Aaron AupperleeTuesday, April 19, 2022Print this page.
Carnegie Mellon Researchers in the School of Computer Science and College of Engineering will use nearly $3 million in funding from the National Science Foundation (NSF) to help develop intelligent, resilient and reliable next-generation (NextG) networks.
The NSF awarded $37 million to 37 different projects at universities across the country.
The investment, called RINGS – short for Resilient and Intelligent Next-Generation Systems – is a public-private partnership that focuses on accelerating research to increase U.S. competitiveness in NextG networking and computing technologies, and ensure the security and resilience of NextG technologies and infrastructure.

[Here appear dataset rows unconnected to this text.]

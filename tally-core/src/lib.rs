//! tally-core: transaction types, the category rule table and the keyword classifier

pub mod classifier;
pub mod rules;
pub mod transaction;

pub use classifier::{classify, Classifier};
pub use rules::{CategoryRule, MatchMode, RuleTable, RuleTableError, FALLBACK_CATEGORY};
pub use transaction::{CategoryTotals, Transaction};
//! Keyword classifier: maps a free-text description to a category label.
//!
//! Pure and infallible once built. Anything it cannot place, including a
//! missing or empty description, lands in the table's fallback category.

use regex::Regex;

use crate::rules::{MatchMode, RuleTable, RuleTableError};

#[derive(Debug, Clone)]
enum Matcher {
    Substring(String),
    WholeWord(Regex),
}

impl Matcher {
    fn is_match(&self, desc: &str) -> bool {
        match self {
            Matcher::Substring(keyword) => desc.contains(keyword.as_str()),
            Matcher::WholeWord(re) => re.is_match(desc),
        }
    }
}

#[derive(Debug, Clone)]
struct CompiledRule {
    label: String,
    matchers: Vec<Matcher>,
}

/// A rule table compiled for matching.
///
/// Keywords are lower-cased here so authored capitals never stop a match.
#[derive(Debug, Clone)]
pub struct Classifier {
    rules: Vec<CompiledRule>,
    fallback: String,
    match_mode: MatchMode,
}

impl Default for Classifier {
    /// The built-in table in substring mode; cannot fail to compile
    fn default() -> Self {
        let table = RuleTable::builtin();
        let rules = table
            .categories
            .iter()
            .map(|rule| CompiledRule {
                label: rule.label.clone(),
                matchers: rule
                    .keywords
                    .iter()
                    .map(|k| Matcher::Substring(k.to_lowercase()))
                    .collect(),
            })
            .collect();

        Self {
            rules,
            fallback: table.fallback,
            match_mode: MatchMode::Substring,
        }
    }
}

impl Classifier {
    /// Validate and compile a rule table
    pub fn new(table: &RuleTable) -> Result<Self, RuleTableError> {
        table.validate()?;

        let mut rules = Vec::with_capacity(table.categories.len());
        for rule in &table.categories {
            let mut matchers = Vec::with_capacity(rule.keywords.len());
            for keyword in &rule.keywords {
                let keyword = keyword.to_lowercase();
                let matcher = match table.match_mode {
                    MatchMode::Substring => Matcher::Substring(keyword),
                    MatchMode::WholeWord => {
                        let pattern = format!(r"\b{}\b", regex::escape(&keyword));
                        let re = Regex::new(&pattern).map_err(|e| RuleTableError::InvalidKeyword {
                            label: rule.label.clone(),
                            keyword: keyword.clone(),
                            reason: e.to_string(),
                        })?;
                        Matcher::WholeWord(re)
                    }
                };
                matchers.push(matcher);
            }
            rules.push(CompiledRule {
                label: rule.label.clone(),
                matchers,
            });
        }

        Ok(Self {
            rules,
            fallback: table.fallback.clone(),
            match_mode: table.match_mode,
        })
    }

    /// Classify a description.
    ///
    /// Accepts `&str` or `Option<&str>`. First rule in table order with any
    /// matching keyword wins.
    pub fn classify<'a>(&self, description: impl Into<Option<&'a str>>) -> &str {
        let desc = match description.into() {
            Some(d) if !d.is_empty() => d.to_lowercase(),
            _ => return &self.fallback,
        };

        self.rules
            .iter()
            .find(|rule| rule.matchers.iter().any(|m| m.is_match(&desc)))
            .map(|rule| rule.label.as_str())
            .unwrap_or(self.fallback.as_str())
    }

    pub fn fallback(&self) -> &str {
        &self.fallback
    }

    pub fn match_mode(&self) -> MatchMode {
        self.match_mode
    }

    /// Number of non-fallback categories
    pub fn len(&self) -> usize {
        self.rules.len()
    }

    pub fn is_empty(&self) -> bool {
        self.rules.is_empty()
    }
}

/// Classify with the built-in table.
///
/// Builds the table on every call; hold a [`Classifier`] for repeated use.
pub fn classify(description: &str) -> String {
    Classifier::default().classify(description).to_string()
}

#[cfg(test)]
mod tests {
    use super::*;
    use crate::rules::CategoryRule;

    #[test]
    fn test_single_category_match() {
        let c = Classifier::default();
        assert_eq!(c.classify("Coffee"), "Food");
        assert_eq!(c.classify("Bus fare"), "Transport");
        assert_eq!(c.classify("flight to paris"), "Travel");
        assert_eq!(c.classify("Dentist appointment"), "Health");
        assert_eq!(c.classify("gas bill"), "Bills");
    }

    #[test]
    fn test_missing_or_empty_is_fallback() {
        let c = Classifier::default();
        assert_eq!(c.classify(""), "Miscellaneous");
        assert_eq!(c.classify(None), "Miscellaneous");
        assert_eq!(c.classify(Some("")), "Miscellaneous");
    }

    #[test]
    fn test_no_match_is_fallback() {
        let c = Classifier::default();
        assert_eq!(c.classify("zzz qqq"), "Miscellaneous");
        assert_eq!(c.classify("   "), "Miscellaneous");
    }

    #[test]
    fn test_case_insensitive() {
        let c = Classifier::default();
        assert_eq!(c.classify("UBER TRIP"), "Transport");
        assert_eq!(c.classify("Monthly RENT"), "Bills");
    }

    #[test]
    fn test_earlier_category_wins() {
        let c = Classifier::default();
        // Food precedes Transport
        assert_eq!(c.classify("coffee on the train"), "Food");
        // Bills precedes Technology for "phone"
        assert_eq!(c.classify("phone"), "Bills");
        // Health precedes Medical
        assert_eq!(c.classify("doctor visit"), "Health");
        // Food precedes Dining
        assert_eq!(c.classify("dessert at a restaurant"), "Food");
    }

    #[test]
    fn test_substring_matches_inside_words() {
        let c = Classifier::default();
        assert_eq!(c.classify("scar treatment cream"), "Transport");
    }

    #[test]
    fn test_whole_word_mode() {
        let table = RuleTable::builtin().with_match_mode(MatchMode::WholeWord);
        let c = Classifier::new(&table).unwrap();
        assert_eq!(c.match_mode(), MatchMode::WholeWord);
        assert_eq!(c.classify("scar treatment cream"), "Health");
        assert_eq!(c.classify("car wash"), "Transport");
        assert_eq!(c.classify("fast food"), "Food");
        assert_eq!(c.classify("scarf"), "Miscellaneous");
    }

    #[test]
    fn test_keywords_are_lowercased() {
        let c = Classifier::default();
        // "Grocery shopping" is authored with a capital G; Food's "grocery" would
        // take it first, so check a Groceries-only keyword list instead.
        let table = RuleTable::new(vec![CategoryRule::new("Groceries", &["Grocery Shopping"])]);
        let custom = Classifier::new(&table).unwrap();
        assert_eq!(custom.classify("weekly grocery shopping"), "Groceries");
        assert_eq!(c.classify("weekly grocery shopping"), "Food");
    }

    #[test]
    fn test_custom_table_and_fallback() {
        let table = RuleTable::new(vec![
            CategoryRule::new("Coffee", &["latte"]),
            CategoryRule::new("Drinks", &["latte", "soda"]),
        ])
        .with_fallback("Other");
        let c = Classifier::new(&table).unwrap();
        assert_eq!(c.len(), 2);
        assert_eq!(c.classify("oat latte"), "Coffee");
        assert_eq!(c.classify("soda"), "Drinks");
        assert_eq!(c.classify("bread"), "Other");
        assert_eq!(c.fallback(), "Other");
    }

    #[test]
    fn test_empty_table_always_falls_back() {
        let c = Classifier::new(&RuleTable::new(vec![])).unwrap();
        assert!(c.is_empty());
        assert_eq!(c.classify("coffee"), "Miscellaneous");
    }

    #[test]
    fn test_invalid_table_rejected() {
        let table = RuleTable::new(vec![CategoryRule::new("Food", &[])]);
        assert!(Classifier::new(&table).is_err());
    }

    #[test]
    fn test_free_function_uses_builtin_table() {
        assert_eq!(classify("hotel booking"), "Travel");
        assert_eq!(classify(""), "Miscellaneous");
    }

    fn keyword_hits(mode: MatchMode, keyword: &str, text: &str) -> bool {
        let (keyword, text) = (keyword.to_lowercase(), text.to_lowercase());
        match mode {
            MatchMode::Substring => text.contains(&keyword),
            MatchMode::WholeWord => {
                let is_word = |c: char| c.is_alphanumeric() || c == '_';
                (0..text.len())
                    .filter(|&at| text.is_char_boundary(at) && text[at..].starts_with(&keyword))
                    .any(|at| {
                        let before = text[..at].chars().next_back();
                        let after = text[at + keyword.len()..].chars().next();
                        !before.is_some_and(is_word) && !after.is_some_and(is_word)
                    })
            }
        }
    }

    /// Assert `text` lands on rule `at_most` or an earlier rule, and that any
    /// earlier rule it lands on really has a keyword in `text`.
    fn assert_earliest_hit(table: &RuleTable, c: &Classifier, text: &str, at_most: usize) {
        let got = c.classify(text);
        let j = table
            .categories
            .iter()
            .position(|r| r.label == got)
            .unwrap_or_else(|| panic!("{text:?} fell back to {got:?}"));
        assert!(j <= at_most, "{text:?} -> {got:?}, past rule {at_most}");

        let first_hit = table
            .categories
            .iter()
            .position(|r| r.keywords.iter().any(|k| keyword_hits(table.match_mode, k, text)));
        assert_eq!(first_hit, Some(j), "{text:?} -> {got:?}");
    }

    #[test]
    fn test_every_builtin_keyword_hits_its_rule_or_earlier() {
        for mode in [MatchMode::Substring, MatchMode::WholeWord] {
            let table = RuleTable::builtin().with_match_mode(mode);
            let c = Classifier::new(&table).unwrap();

            for (i, rule) in table.categories.iter().enumerate() {
                for keyword in &rule.keywords {
                    assert_earliest_hit(&table, &c, keyword, i);
                    assert_earliest_hit(&table, &c, &keyword.to_uppercase(), i);
                }
            }
        }
    }

    #[test]
    fn test_every_builtin_pair_resolves_to_earlier_rule() {
        for mode in [MatchMode::Substring, MatchMode::WholeWord] {
            let table = RuleTable::builtin().with_match_mode(mode);
            let c = Classifier::new(&table).unwrap();
            let rules = &table.categories;

            for (i, earlier) in rules.iter().enumerate() {
                for later in &rules[i + 1..] {
                    for a in &earlier.keywords {
                        let b = &later.keywords[0];
                        assert_earliest_hit(&table, &c, &format!("{a} {b}"), i);
                        assert_earliest_hit(&table, &c, &format!("{b} and {a}"), i);
                    }
                }
            }
        }
    }
}
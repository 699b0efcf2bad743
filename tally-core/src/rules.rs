//! The category rule table: an ordered list of (label, keywords) pairs plus a
//! fallback label.
//!
//! Order is priority. The first rule with a keyword found in a description
//! wins, so reordering the table changes classification results.

use serde::{Deserialize, Serialize};
use std::collections::HashSet;

pub const FALLBACK_CATEGORY: &str = "Miscellaneous";

#[derive(Debug, thiserror::Error, PartialEq)]
pub enum RuleTableError {
    #[error("category label cannot be empty")]
    EmptyLabel,

    #[error("fallback label cannot be empty")]
    EmptyFallback,

    #[error("category {0:?} appears more than once")]
    DuplicateLabel(String),

    #[error("category {0:?} reuses the fallback label")]
    FallbackReused(String),

    #[error("category {0:?} has no keywords")]
    NoKeywords(String),

    #[error("category {0:?} has a blank keyword")]
    BlankKeyword(String),

    #[error("keyword {keyword:?} in {label:?} could not be compiled: {reason}")]
    InvalidKeyword {
        label: String,
        keyword: String,
        reason: String,
    },

    #[error("could not parse rule table: {0}")]
    Parse(String),

    #[error("could not serialize rule table: {0}")]
    Serialize(String),
}

/// How a keyword is compared against a lower-cased description
#[derive(Debug, Clone, Copy, Default, PartialEq, Eq, Serialize, Deserialize)]
#[serde(rename_all = "kebab-case")]
pub enum MatchMode {
    /// Plain containment. "car" matches inside "scar".
    #[default]
    Substring,
    /// Keyword must start and end on a word boundary
    WholeWord,
}

/// One row of the rule table
#[derive(Debug, Clone, PartialEq, Eq, Serialize, Deserialize)]
pub struct CategoryRule {
    pub label: String,
    pub keywords: Vec<String>,
}

impl CategoryRule {
    pub fn new(label: impl Into<String>, keywords: &[&str]) -> Self {
        Self {
            label: label.into(),
            keywords: keywords.iter().map(|k| k.to_string()).collect(),
        }
    }
}

#[derive(Debug, Clone, PartialEq, Eq, Serialize, Deserialize)]
pub struct RuleTable {
    #[serde(default = "default_fallback")]
    pub fallback: String,
    #[serde(default)]
    pub match_mode: MatchMode,
    #[serde(rename = "category", default)]
    pub categories: Vec<CategoryRule>,
}

fn default_fallback() -> String {
    FALLBACK_CATEGORY.to_string()
}

impl Default for RuleTable {
    fn default() -> Self {
        Self::builtin()
    }
}

impl RuleTable {
    pub fn new(categories: Vec<CategoryRule>) -> Self {
        Self {
            fallback: default_fallback(),
            match_mode: MatchMode::default(),
            categories,
        }
    }

    pub fn with_match_mode(mut self, match_mode: MatchMode) -> Self {
        self.match_mode = match_mode;
        self
    }

    pub fn with_fallback(mut self, fallback: impl Into<String>) -> Self {
        self.fallback = fallback.into();
        self
    }

    /// The stock spending categories.
    ///
    /// Transport deliberately has no "gas" keyword: utility gas belongs to
    /// Bills, and fuel is covered by "fuel".
    pub fn builtin() -> Self {
        Self::new(vec![
            CategoryRule::new(
                "Food",
                &[
                    "food", "coffee", "tea", "grocery", "dining", "restaurant", "meal", "cafe",
                    "snack", "breakfast", "lunch", "dinner", "takeout", "fast food",
                ],
            ),
            CategoryRule::new(
                "Transport",
                &[
                    "transport", "fuel", "taxi", "uber", "bus", "train", "ride", "parking", "car",
                    "ride-share", "subway",
                ],
            ),
            CategoryRule::new(
                "Entertainment",
                &[
                    "entertainment", "movie", "film", "show", "concert", "event", "performance",
                    "theater", "music", "game", "amusement", "tickets",
                ],
            ),
            CategoryRule::new(
                "Health",
                &[
                    "health", "medicine", "medications", "doctor", "clinic", "hospital",
                    "prescription", "treatment", "pharmacy", "wellness", "checkup", "therapy",
                    "dentist",
                ],
            ),
            CategoryRule::new(
                "Shopping",
                &[
                    "shopping", "clothes", "apparel", "fashion", "retail", "store", "boutique",
                    "purchase", "buy", "accessories", "footwear", "jewelry",
                ],
            ),
            CategoryRule::new(
                "Bills",
                &[
                    "bill", "electricity", "loan", "water", "gas", "utility", "internet", "phone",
                    "mobile", "cable", "rent", "mortgage", "insurance", "subscription",
                ],
            ),
            CategoryRule::new(
                "Education",
                &[
                    "education", "school", "college", "university", "tuition", "course", "class",
                    "training", "workshop", "seminar", "exam", "books", "supplies",
                ],
            ),
            CategoryRule::new(
                "Travel",
                &[
                    "travel", "flight", "hotel", "accommodation", "airfare", "vacation", "holiday",
                    "tour", "cruise", "reservation", "booking", "passport", "visa",
                ],
            ),
            CategoryRule::new(
                "Home",
                &[
                    "home", "furniture", "appliance", "decor", "renovation", "repair",
                    "maintenance", "cleaning", "gardening", "tool", "equipment",
                ],
            ),
            CategoryRule::new(
                "Technology",
                &[
                    "tech", "technology", "software", "hardware", "computer", "laptop", "phone",
                    "tablet", "gadget", "electronics", "app", "subscription", "license",
                ],
            ),
            CategoryRule::new(
                "Charity",
                &[
                    "charity", "donation", "contribution", "fundraising", "support", "aid",
                    "relief", "nonprofit", "volunteer", "cause", "foundation", "campaign",
                ],
            ),
            CategoryRule::new(
                "PersonalCare",
                &[
                    "personal care", "haircut", "spa", "salon", "cosmetics", "skincare", "makeup",
                    "manicure", "pedicure", "fragrance", "hygiene", "wellness",
                ],
            ),
            CategoryRule::new(
                "Pets",
                &[
                    "pets", "pet food", "veterinary", "vet", "grooming", "boarding", "adoption",
                    "accessories", "toys", "training", "supplies", "pet care",
                ],
            ),
            CategoryRule::new(
                "Investments",
                &[
                    "investment", "stocks", "bonds", "mutual funds", "real estate", "property",
                    "crypto", "cryptocurrency", "savings", "retirement", "portfolio",
                ],
            ),
            CategoryRule::new(
                "Utilities",
                &[
                    "utility", "water", "electricity", "gas", "waste", "sewer", "heating",
                    "cooling", "solar", "internet", "phone", "mobile", "cable",
                ],
            ),
            CategoryRule::new(
                "Groceries",
                &[
                    "Grocery shopping", "supermarket", "market", "vegetables", "fruits", "meat",
                    "fish", "poultry", "dairy", "bakery", "snacks", "beverages",
                    "household items",
                ],
            ),
            CategoryRule::new(
                "Dining",
                &[
                    "dining", "restaurant", "takeout", "delivery", "food", "beverage", "cafe",
                    "brunch", "lunch", "dinner", "snack", "dessert",
                ],
            ),
            CategoryRule::new(
                "Medical",
                &[
                    "medical", "doctor", "hospital", "clinic", "prescription", "medicine",
                    "treatment", "surgery", "therapy", "checkup", "pharmacy",
                ],
            ),
            CategoryRule::new(
                "Fitness",
                &[
                    "fitness", "gym", "workout", "yoga", "pilates", "exercise", "trainer",
                    "membership", "class", "equipment", "sports", "nutrition",
                ],
            ),
            CategoryRule::new(
                "Childcare",
                &[
                    "childcare", "babysitting", "daycare", "preschool", "school", "tuition",
                    "toys", "clothing", "books", "activities", "education", "child",
                ],
            ),
        ])
    }

    /// Check the table invariants without compiling anything
    pub fn validate(&self) -> Result<(), RuleTableError> {
        if self.fallback.trim().is_empty() {
            return Err(RuleTableError::EmptyFallback);
        }

        let mut seen = HashSet::new();
        for rule in &self.categories {
            if rule.label.trim().is_empty() {
                return Err(RuleTableError::EmptyLabel);
            }
            if rule.label == self.fallback {
                return Err(RuleTableError::FallbackReused(rule.label.clone()));
            }
            if !seen.insert(rule.label.as_str()) {
                return Err(RuleTableError::DuplicateLabel(rule.label.clone()));
            }
            if rule.keywords.is_empty() {
                return Err(RuleTableError::NoKeywords(rule.label.clone()));
            }
            if rule.keywords.iter().any(|k| k.trim().is_empty()) {
                return Err(RuleTableError::BlankKeyword(rule.label.clone()));
            }
        }

        Ok(())
    }

    pub fn from_toml_str(s: &str) -> Result<Self, RuleTableError> {
        let table: RuleTable =
            toml::from_str(s).map_err(|e| RuleTableError::Parse(e.to_string()))?;
        table.validate()?;
        Ok(table)
    }

    pub fn to_toml_string(&self) -> Result<String, RuleTableError> {
        toml::to_string_pretty(self).map_err(|e| RuleTableError::Serialize(e.to_string()))
    }
}

#[cfg(test)]
mod tests {
    use super::*;

    #[test]
    fn test_builtin_table_is_valid() {
        let table = RuleTable::builtin();
        assert_eq!(table.validate(), Ok(()));
        assert_eq!(table.categories.len(), 20);
        assert_eq!(table.fallback, FALLBACK_CATEGORY);
        assert_eq!(table.match_mode, MatchMode::Substring);
    }

    #[test]
    fn test_builtin_order() {
        let table = RuleTable::builtin();
        let labels: Vec<_> = table.categories.iter().map(|r| r.label.as_str()).collect();
        assert_eq!(labels[0], "Food");
        assert_eq!(labels[1], "Transport");
        assert_eq!(labels[5], "Bills");
        assert_eq!(labels[19], "Childcare");
        assert!(!labels.contains(&"Miscellaneous"));
    }

    #[test]
    fn test_transport_has_no_gas_keyword() {
        let table = RuleTable::builtin();
        let transport = table.categories.iter().find(|r| r.label == "Transport").unwrap();
        assert!(!transport.keywords.iter().any(|k| k == "gas"));
    }

    #[test]
    fn test_rejects_duplicate_label() {
        let table = RuleTable::new(vec![
            CategoryRule::new("Food", &["coffee"]),
            CategoryRule::new("Food", &["tea"]),
        ]);
        assert_eq!(
            table.validate(),
            Err(RuleTableError::DuplicateLabel("Food".into()))
        );
    }

    #[test]
    fn test_rejects_empty_keywords() {
        let table = RuleTable::new(vec![CategoryRule::new("Food", &[])]);
        assert_eq!(table.validate(), Err(RuleTableError::NoKeywords("Food".into())));

        let table = RuleTable::new(vec![CategoryRule::new("Food", &["coffee", "  "])]);
        assert_eq!(table.validate(), Err(RuleTableError::BlankKeyword("Food".into())));
    }

    #[test]
    fn test_rejects_fallback_collision() {
        let table = RuleTable::new(vec![CategoryRule::new("Miscellaneous", &["misc"])]);
        assert_eq!(
            table.validate(),
            Err(RuleTableError::FallbackReused("Miscellaneous".into()))
        );

        let table = RuleTable::new(vec![]).with_fallback(" ");
        assert_eq!(table.validate(), Err(RuleTableError::EmptyFallback));
    }

    #[test]
    fn test_empty_table_is_valid() {
        assert_eq!(RuleTable::new(vec![]).validate(), Ok(()));
    }

    #[test]
    fn test_parse_toml() {
        let toml = r#"
fallback = "Other"
match_mode = "whole-word"

[[category]]
label = "Coffee"
keywords = ["latte", "espresso"]

[[category]]
label = "Books"
keywords = ["bookshop"]
"#;
        let table = RuleTable::from_toml_str(toml).unwrap();
        assert_eq!(table.fallback, "Other");
        assert_eq!(table.match_mode, MatchMode::WholeWord);
        assert_eq!(table.categories.len(), 2);
        assert_eq!(table.categories[0].label, "Coffee");
        assert_eq!(table.categories[1].keywords, vec!["bookshop".to_string()]);
    }

    #[test]
    fn test_parse_toml_defaults() {
        let toml = r#"
[[category]]
label = "Coffee"
keywords = ["latte"]
"#;
        let table = RuleTable::from_toml_str(toml).unwrap();
        assert_eq!(table.fallback, FALLBACK_CATEGORY);
        assert_eq!(table.match_mode, MatchMode::Substring);
    }

    #[test]
    fn test_parse_toml_rejects_invalid_table() {
        let toml = r#"
[[category]]
label = "Coffee"
keywords = []
"#;
        assert_eq!(
            RuleTable::from_toml_str(toml),
            Err(RuleTableError::NoKeywords("Coffee".into()))
        );
        assert!(matches!(
            RuleTable::from_toml_str("category = 3"),
            Err(RuleTableError::Parse(_))
        ));
    }

    #[test]
    fn test_builtin_survives_toml_export() {
        let table = RuleTable::builtin();
        let text = table.to_toml_string().unwrap();
        assert_eq!(RuleTable::from_toml_str(&text).unwrap(), table);
    }
}
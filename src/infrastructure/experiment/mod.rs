//! Infrastructure layer for experiment assignment
//!
//! Seed derivation, weighted selection, suite generation and distribution
//! statistics.

mod generator;
mod seed;
mod selector;
mod statistical;

pub use generator::SuiteGenerator;
pub use seed::{derive_experiment_seed, derive_seed, identity_digest, seeded_rng};
pub use selector::{pick_weighted, select_variation};
pub use statistical::{binomial_z_score, build_distribution_report, two_tailed_p_value};
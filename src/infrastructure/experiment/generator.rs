//! Suite generation: one deterministic pass over the registry per identity

use std::sync::Arc;

use rand::rngs::StdRng;
use tracing::debug;

use super::seed::{derive_experiment_seed, derive_seed, seeded_rng};
use super::selector::select_variation;
use crate::domain::experiment::{AssignmentSuite, ExperimentDefinition, Registry, SeedingStrategy};
use crate::domain::DomainError;

/// Computes assignment suites from a frozen registry
///
/// Holds no mutable state; every call seeds its own generator, so one
/// instance can serve any number of threads.
#[derive(Debug)]
pub struct SuiteGenerator<V> {
    registry: Arc<Registry<V>>,
    strategy: SeedingStrategy,
}

impl<V> SuiteGenerator<V> {
    pub fn new(registry: Arc<Registry<V>>, strategy: SeedingStrategy) -> Self {
        Self { registry, strategy }
    }

    pub fn registry(&self) -> &Registry<V> {
        &self.registry
    }

    pub fn strategy(&self) -> SeedingStrategy {
        self.strategy
    }

    /// Assign every registered experiment for `identity`
    pub fn compute_suite(&self, identity: &str) -> Result<AssignmentSuite, DomainError> {
        let mut suite = AssignmentSuite::new();
        let mut draws = Draws::new(self.strategy, identity)?;

        for definition in self.registry.iter() {
            let index = draws.next(definition)?;
            suite.record(definition.experiment_type(), index);
        }

        debug!(
            identity = %identity,
            strategy = %self.strategy,
            experiments = suite.len(),
            "Computed assignment suite"
        );

        Ok(suite)
    }

    /// Resolve one experiment for `identity`
    ///
    /// Under the shared stream every experiment registered before this one
    /// is still drawn, since their draws determine this one's.
    pub fn resolve(&self, experiment_type: &str, identity: &str) -> Result<usize, DomainError> {
        let position = self.registry.position(experiment_type)?;
        let mut draws = Draws::new(self.strategy, identity)?;

        let index = match self.strategy {
            SeedingStrategy::SharedStream => {
                let mut index = 0;
                for definition in self.registry.iter().take(position + 1) {
                    index = draws.next(definition)?;
                }
                index
            }
            SeedingStrategy::PerExperiment => {
                draws.next(self.registry.find(experiment_type)?)?
            }
        };

        debug!(
            identity = %identity,
            experiment_type = %experiment_type,
            index,
            "Resolved experiment variation"
        );

        Ok(index)
    }
}

/// Random source for one identity under a seeding strategy
enum Draws<'a> {
    Shared(StdRng),
    PerExperiment { identity: &'a str },
}

impl<'a> Draws<'a> {
    fn new(strategy: SeedingStrategy, identity: &'a str) -> Result<Self, DomainError> {
        match strategy {
            SeedingStrategy::SharedStream => Ok(Self::Shared(seeded_rng(derive_seed(identity)?))),
            SeedingStrategy::PerExperiment => Ok(Self::PerExperiment { identity }),
        }
    }

    fn next<V>(&mut self, definition: &ExperimentDefinition<V>) -> Result<usize, DomainError> {
        match self {
            Self::Shared(rng) => select_variation(rng, definition),
            Self::PerExperiment { identity } => {
                let seed = derive_experiment_seed(definition.experiment_type(), *identity)?;
                select_variation(&mut seeded_rng(seed), definition)
            }
        }
    }
}
//! Distribution command - checks how identities spread over variations

use std::path::Path;

use anyhow::ensure;
use clap::Args;
use tracing::warn;

use super::{bootstrap, print_json};

/// Arguments for the distribution command
#[derive(Args, Clone)]
pub struct DistributionArgs {
    /// Experiment type
    pub experiment_type: String,

    /// Number of identities to sample
    #[arg(long, default_value_t = 10_000)]
    pub samples: usize,

    /// Prefix for the sampled identities `<prefix>0 .. <prefix>N-1`
    #[arg(long, default_value = "")]
    pub prefix: String,

    /// Significance level used to flag deviations
    #[arg(long, default_value_t = 0.01)]
    pub alpha: f64,
}

pub fn run(config: Option<&Path>, args: DistributionArgs) -> anyhow::Result<()> {
    ensure!(args.samples > 0, "--samples must be positive");
    ensure!(
        args.alpha > 0.0 && args.alpha < 1.0,
        "--alpha must be between 0 and 1"
    );

    let service = bootstrap(config)?;
    let identities = (0..args.samples).map(|i| format!("{}{}", args.prefix, i));
    let report = service.distribution(&args.experiment_type, identities)?;

    if !report.is_consistent(args.alpha) {
        warn!(
            experiment_type = %args.experiment_type,
            alpha = args.alpha,
            "Observed distribution deviates from the configured weights"
        );
    }

    print_json(&report)
}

Heather Miller, Claire Le Goues and Ben Titzer, all faculty in the Institute for Software Research, will receive $930,000 for RINGS: Language-Agnostic Resilience Engineering at the Edge With WebAssembly. They aim to make applications running at the edge more resilient. The team will develop an approach to full-stack resilience engineering that will enable secure, effective and performant edge computation in NextG systems. The research will focus and build on WebAssembly, which is emerging as the common underlying language-agnostic execution platform in new edge computing environments.
"Essentially all software that we use as a society, such as online banking, searching for nearby restaurants and even streaming services, is now networked," Miller said. "Through this project, we will have new tools that, if broadly used, can result in fewer outages of critical networked services that society depends on."
Giulia Fanti and Vyas Sekar, both faculty in the Department of Electrical and Computer Engineering (ECE) and part of CMU's CyLab, will receive $1 million for RINGS: Enabling Data-Driven Innovation for Next Generation Networks via Synthetic Data. The project aims to address the shortage of data needed to drive research and development of NextG systems through the use of synthetic data. The team will explore how to extend recent advances in an area of machine learning called generative modeling to create synthetic models of networking datasets.
"Synthetic datasets are randomized datasets that exhibit the same statistical patterns as real data, without the need to explicitly share original source data. Unfortunately, synthetic data generation techniques have classically suffered from poor data quality." Fanti said. "This project will tackle interdisciplinary challenges spanning networking, machine learning and privacy to develop synthetic data-enabled workflows for supporting data-driven operations in the next generation of networked systems."
Anthony Rowe, a professor in ECE and member of CyLab, will team up with Jeffrey Bilmes at the University of Washington on RINGS: Bumblebee: A Neural Network Transformer Architecture for Summarization and Prediction in Interactive XR Applications. The team will receive $1 million to develop a fast, resilient and adaptive general neural network transformer-based architecture for interactive extended reality applications using machine learning. Extended reality (XR) couples virtual content with the physical world through technologies such as virtual and augmented reality.
"These applications are compute-intensive, latency-sensitive and bandwidth-hungry, making them ideal drivers for next-generation communication architectures," Rowe said. "However, the current technology struggles to meet the high demand of XR workloads."
The project will result in a system that will improve XR applications like augmented-reality-guided surgery, search and rescue, digital telepresence and automotive heads-up displays.
The RINGS program is NSF's single largest effort to date to engage public and private partners to jointly support a research program. Private sector partners include Apple, Ericsson, Google, IBM, Intel, Microsoft, Nokia, Qualcomm and VMware. Government partners include the U.S. Department of Defense's Office of the Under Secretary of Defense for Research and Engineering and the National Institute of Standards and Technology.
"The RINGS program is a visionary and ambitious effort that will benefit many critical aspects of societal infrastructure, and will have long-term, transformational impacts on the next generation of network systems," said Gurdip Singh, director of the NSF's Division of Computer and Network Systems. "I am excited to see how awardees under this program lead the path toward new communication capabilities that improve our lives, from education to infrastructure and national security."
More information about RINGS is available on the NSF website.